→ **LISTED RECORDS**

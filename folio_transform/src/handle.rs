// Copyright 2025 the Folio Authors
// SPDX-License-Identifier: Apache-2.0 OR MIT

use kurbo::{Point, Rect};

/// Which dimensions a resize changes.
#[derive(Copy, Clone, Debug, PartialEq, Eq, Hash)]
pub enum TransformAxis {
    /// Width and height.
    Both,
    /// Width only.
    Horizontal,
    /// Height only.
    Vertical,
}

/// A resize handle position on the outer rectangle.
#[derive(Copy, Clone, Debug, PartialEq, Eq, Hash)]
pub enum HandleDirection {
    /// Top-left corner.
    TopLeft,
    /// Middle of the top edge.
    Top,
    /// Top-right corner.
    TopRight,
    /// Middle of the right edge.
    Right,
    /// Bottom-right corner.
    BottomRight,
    /// Middle of the bottom edge.
    Bottom,
    /// Bottom-left corner.
    BottomLeft,
    /// Middle of the left edge.
    Left,
}

impl HandleDirection {
    /// All eight handles, clockwise from the top-left corner.
    pub const ALL: [Self; 8] = [
        Self::TopLeft,
        Self::Top,
        Self::TopRight,
        Self::Right,
        Self::BottomRight,
        Self::Bottom,
        Self::BottomLeft,
        Self::Left,
    ];

    /// The four corners, clockwise from the top-left.
    pub const CORNERS: [Self; 4] = [
        Self::TopLeft,
        Self::TopRight,
        Self::BottomRight,
        Self::BottomLeft,
    ];

    /// Dimensions this handle changes.
    #[must_use]
    pub const fn axis(self) -> TransformAxis {
        match self {
            Self::Top | Self::Bottom => TransformAxis::Vertical,
            Self::Left | Self::Right => TransformAxis::Horizontal,
            _ => TransformAxis::Both,
        }
    }

    /// Returns `true` for the mid-edge handles.
    #[must_use]
    pub const fn is_edge(self) -> bool {
        matches!(self, Self::Top | Self::Right | Self::Bottom | Self::Left)
    }

    /// The handle on the other side of the rectangle.
    #[must_use]
    pub const fn opposite(self) -> Self {
        match self {
            Self::TopLeft => Self::BottomRight,
            Self::Top => Self::Bottom,
            Self::TopRight => Self::BottomLeft,
            Self::Right => Self::Left,
            Self::BottomRight => Self::TopLeft,
            Self::Bottom => Self::Top,
            Self::BottomLeft => Self::TopRight,
            Self::Left => Self::Right,
        }
    }

    /// Outward unit signs: `x` is `-1` on the left, `+1` on the right, `0` for
    /// top/bottom; likewise `y`.
    #[must_use]
    pub const fn signs(self) -> (i8, i8) {
        match self {
            Self::TopLeft => (-1, -1),
            Self::Top => (0, -1),
            Self::TopRight => (1, -1),
            Self::Right => (1, 0),
            Self::BottomRight => (1, 1),
            Self::Bottom => (0, 1),
            Self::BottomLeft => (-1, 1),
            Self::Left => (-1, 0),
        }
    }

    /// Where this handle sits on `rect`.
    #[must_use]
    pub fn point_on(self, rect: Rect) -> Point {
        let (sx, sy) = self.signs();
        let pick = |sign: i8, lo: f64, hi: f64| match sign {
            -1 => lo,
            1 => hi,
            _ => (lo + hi) * 0.5,
        };
        Point::new(pick(sx, rect.x0, rect.x1), pick(sy, rect.y0, rect.y1))
    }
}

/// The edge a shear handle belongs to.
#[derive(Copy, Clone, Debug, PartialEq, Eq, Hash)]
pub enum ShearEdge {
    /// Top edge: horizontal skew, bottom edge fixed.
    Top,
    /// Right edge: vertical skew, left edge fixed.
    Right,
    /// Bottom edge: horizontal skew, top edge fixed.
    Bottom,
    /// Left edge: vertical skew, right edge fixed.
    Left,
}

impl ShearEdge {
    /// All four edges, clockwise from the top.
    pub const ALL: [Self; 4] = [Self::Top, Self::Right, Self::Bottom, Self::Left];

    /// The matching mid-edge resize handle, used for placement.
    #[must_use]
    pub const fn handle(self) -> HandleDirection {
        match self {
            Self::Top => HandleDirection::Top,
            Self::Right => HandleDirection::Right,
            Self::Bottom => HandleDirection::Bottom,
            Self::Left => HandleDirection::Left,
        }
    }
}

/// Where a rotation is centred.
#[derive(Copy, Clone, Debug, Default, PartialEq, Eq, Hash)]
pub enum RotateMode {
    /// Rotate every element about the shared pivot.
    #[default]
    Group,
    /// Rotate every element about its own centre.
    Independent,
}

#[cfg(test)]
mod tests {
    use kurbo::{Point, Rect};

    use super::*;

    #[test]
    fn opposite_is_an_involution() {
        for dir in HandleDirection::ALL {
            assert_eq!(dir.opposite().opposite(), dir);
            let (sx, sy) = dir.signs();
            let (ox, oy) = dir.opposite().signs();
            assert_eq!((sx + ox, sy + oy), (0, 0), "{dir:?}");
        }
    }

    #[test]
    fn axes_follow_handle_kind() {
        assert_eq!(HandleDirection::TopRight.axis(), TransformAxis::Both);
        assert_eq!(HandleDirection::Left.axis(), TransformAxis::Horizontal);
        assert_eq!(HandleDirection::Bottom.axis(), TransformAxis::Vertical);
        assert!(HandleDirection::Bottom.is_edge());
        assert!(!HandleDirection::BottomLeft.is_edge());
    }

    #[test]
    fn handle_points_sit_on_the_rect() {
        let rect = Rect::new(0.0, 0.0, 100.0, 40.0);
        assert_eq!(HandleDirection::TopLeft.point_on(rect), Point::new(0.0, 0.0));
        assert_eq!(HandleDirection::Right.point_on(rect), Point::new(100.0, 20.0));
        assert_eq!(HandleDirection::Bottom.point_on(rect), Point::new(50.0, 40.0));
    }
}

→ **ASSIGNMENT**
The answer should contain every line of the data, unchanged.

→ **ANSWER SPACE**
filename folio_transform/src/handle.rs
// Copyright 2025 the Folio Authors
// SPDX-License-Identifier: Apache-2.0 OR MIT

use kurbo::{Point, Rect};

/// Which dimensions a resize changes.
#[derive(Copy, Clone, Debug, PartialEq, Eq, Hash)]
pub enum TransformAxis {
    /// Width and height.
    Both,
    /// Width only.
    Horizontal,
    /// Height only.
    Vertical,
}

/// A resize handle position on the outer rectangle.
#[derive(Copy, Clone, Debug, PartialEq, Eq, Hash)]
pub enum HandleDirection {
    /// Top-left corner.
    TopLeft,
    /// Middle of the top edge.
    Top,
    /// Top-right corner.
    TopRight,
    /// Middle of the right edge.
    Right,
    /// Bottom-right corner.
    BottomRight,
    /// Middle of the bottom edge.
    Bottom,
    /// Bottom-left corner.
    BottomLeft,
    /// Middle of the left edge.
    Left,
}

impl HandleDirection {
    /// All eight handles, clockwise from the top-left corner.
    pub const ALL: [Self; 8] = [
        Self::TopLeft,
        Self::Top,
        Self::TopRight,
        Self::Right,
        Self::BottomRight,
        Self::Bottom,
        Self::BottomLeft,
        Self::Left,
    ];

    /// The four corners, clockwise from the top-left.
    pub const CORNERS: [Self; 4] = [
        Self::TopLeft,
        Self::TopRight,
        Self::BottomRight,
        Self::BottomLeft,
    ];

    /// Dimensions this handle changes.
    #[must_use]
    pub const fn axis(self) -> TransformAxis {
        match self {
            Self::Top | Self::Bottom => TransformAxis::Vertical,
            Self::Left | Self::Right => TransformAxis::Horizontal,
            _ => TransformAxis::Both,
        }
    }

    /// Returns `true` for the mid-edge handles.
    #[must_use]
    pub const fn is_edge(self) -> bool {
        matches!(self, Self::Top | Self::Right | Self::Bottom | Self::Left)
    }

    /// The handle on the other side of the rectangle.
    #[must_use]
    pub const fn opposite(self) -> Self {
        match self {
            Self::TopLeft => Self::BottomRight,
            Self::Top => Self::Bottom,
            Self::TopRight => Self::BottomLeft,
            Self::Right => Self::Left,
            Self::BottomRight => Self::TopLeft,
            Self::Bottom => Self::Top,
            Self::BottomLeft => Self::TopRight,
            Self::Left => Self::Right,
        }
    }

    /// Outward unit signs: `x` is `-1` on the left, `+1` on the right, `0` for
    /// top/bottom; likewise `y`.
    #[must_use]
    pub const fn signs(self) -> (i8, i8) {
        match self {
            Self::TopLeft => (-1, -1),
            Self::Top => (0, -1),
            Self::TopRight => (1, -1),
            Self::Right => (1, 0),
            Self::BottomRight => (1, 1),
            Self::Bottom => (0, 1),
            Self::BottomLeft => (-1, 1),
            Self::Left => (-1, 0),
        }
    }

    /// Where this handle sits on `rect`.
    #[must_use]
    pub fn point_on(self, rect: Rect) -> Point {
        let (sx, sy) = self.signs();
        let pick = |sign: i8, lo: f64, hi: f64| match sign {
            -1 => lo,
            1 => hi,
            _ => (lo + hi) * 0.5,
        };
        Point::new(pick(sx, rect.x0, rect.x1), pick(sy, rect.y0, rect.y1))
    }
}

/// The edge a shear handle belongs to.
#[derive(Copy, Clone, Debug, PartialEq, Eq, Hash)]
pub enum ShearEdge {
    /// Top edge: horizontal skew, bottom edge fixed.
    Top,
    /// Right edge: vertical skew, left edge fixed.
    Right,
    /// Bottom edge: horizontal skew, top edge fixed.
    Bottom,
    /// Left edge: vertical skew, right edge fixed.
    Left,
}

impl ShearEdge {
    /// All four edges, clockwise from the top.
    pub const ALL: [Self; 4] = [Self::Top, Self::Right, Self::Bottom, Self::Left];

    /// The matching mid-edge resize handle, used for placement.
    #[must_use]
    pub const fn handle(self) -> HandleDirection {
        match self {
            Self::Top => HandleDirection::Top,
            Self::Right => HandleDirection::Right,
            Self::Bottom => HandleDirection::Bottom,
            Self::Left => HandleDirection::Left,
        }
    }
}

/// Where a rotation is centred.
#[derive(Copy, Clone, Debug, Default, PartialEq, Eq, Hash)]
pub enum RotateMode {
    /// Rotate every element about the shared pivot.
    #[default]
    Group,
    /// Rotate every element about its own centre.
    Independent,
}

#[cfg(test)]
mod tests {
    use kurbo::{Point, Rect};

    use super::*;

    #[test]
    fn opposite_is_an_involution() {
        for dir in HandleDirection::ALL {
            assert_eq!(dir.opposite().opposite(), dir);
            let (sx, sy) = dir.signs();
            let (ox, oy) = dir.opposite().signs();
            assert_eq!((sx + ox, sy + oy), (0, 0), "{dir:?}");
        }
    }

    #[test]
    fn axes_follow_handle_kind() {
        assert_eq!(HandleDirection::TopRight.axis(), TransformAxis::Both);
        assert_eq!(HandleDirection::Left.axis(), TransformAxis::Horizontal);
        assert_eq!(HandleDirection::Bottom.axis(), TransformAxis::Vertical);
        assert!(HandleDirection::Bottom.is_edge());
        assert!(!HandleDirection::BottomLeft.is_edge());
    }

    #[test]
    fn handle_points_sit_on_the_rect() {
        let rect = Rect::new(0.0, 0.0, 100.0, 40.0);
        assert_eq!(HandleDirection::TopLeft.point_on(rect), Point::new(0.0, 0.0));
        assert_eq!(HandleDirection::Right.point_on(rect), Point::new(100.0, 20.0));
        assert_eq!(HandleDirection::Bottom.point_on(rect), Point::new(50.0, 40.0));
    }
}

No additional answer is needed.